### Problem statement
Make an exact copy of the lines below.

#### Raw data

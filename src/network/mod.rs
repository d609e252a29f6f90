//! Network Module
//!
//! TCP server and client connection handling.
//!
//! ## Architecture
//! - Single acceptor loop polling a nonblocking listener
//! - One serving thread per client connection, joined on shutdown
//! - Requests routed through a [`RequestHandler`]
//!
//! The server knows nothing about replication modes: it frames lines and
//! hands parsed requests to the handler. [`KvService`] is the standard
//! handler, routing reads to the engine and writes to the mode-specific
//! [`WritePath`](crate::engine::WritePath).

mod connection;
mod server;
mod service;

pub use connection::Connection;
pub use server::{Server, ShutdownHandle};
pub use service::{KvService, SearchIndexes};

use crate::protocol::{Request, Response};

/// Handles parsed requests. One call per request; the caller preserves
/// per-connection order by invoking sequentially per connection.
pub trait RequestHandler: Send + Sync {
    fn handle(&self, request: Request) -> Response;

    /// False once the node can no longer honor durability (e.g. the
    /// engine was poisoned by repeated WAL failures). The server stops
    /// accepting when this turns false.
    fn healthy(&self) -> bool {
        true
    }
}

########

### Your response
filename src/network/mod.rs
repository d609e252a29f6f90
//! Network Module
//!
//! TCP server and client connection handling.
//!
//! ## Architecture
//! - Single acceptor loop polling a nonblocking listener
//! - One serving thread per client connection, joined on shutdown
//! - Requests routed through a [`RequestHandler`]
//!
//! The server knows nothing about replication modes: it frames lines and
//! hands parsed requests to the handler. [`KvService`] is the standard
//! handler, routing reads to the engine and writes to the mode-specific
//! [`WritePath`](crate::engine::WritePath).

mod connection;
mod server;
mod service;

pub use connection::Connection;
pub use server::{Server, ShutdownHandle};
pub use service::{KvService, SearchIndexes};

use crate::protocol::{Request, Response};

/// Handles parsed requests. One call per request; the caller preserves
/// per-connection order by invoking sequentially per connection.
pub trait RequestHandler: Send + Sync {
    fn handle(&self, request: Request) -> Response;

    /// False once the node can no longer honor durability (e.g. the
    /// engine was poisoned by repeated WAL failures). The server stops
    /// accepting when this turns false.
    fn healthy(&self) -> bool {
        true
    }
}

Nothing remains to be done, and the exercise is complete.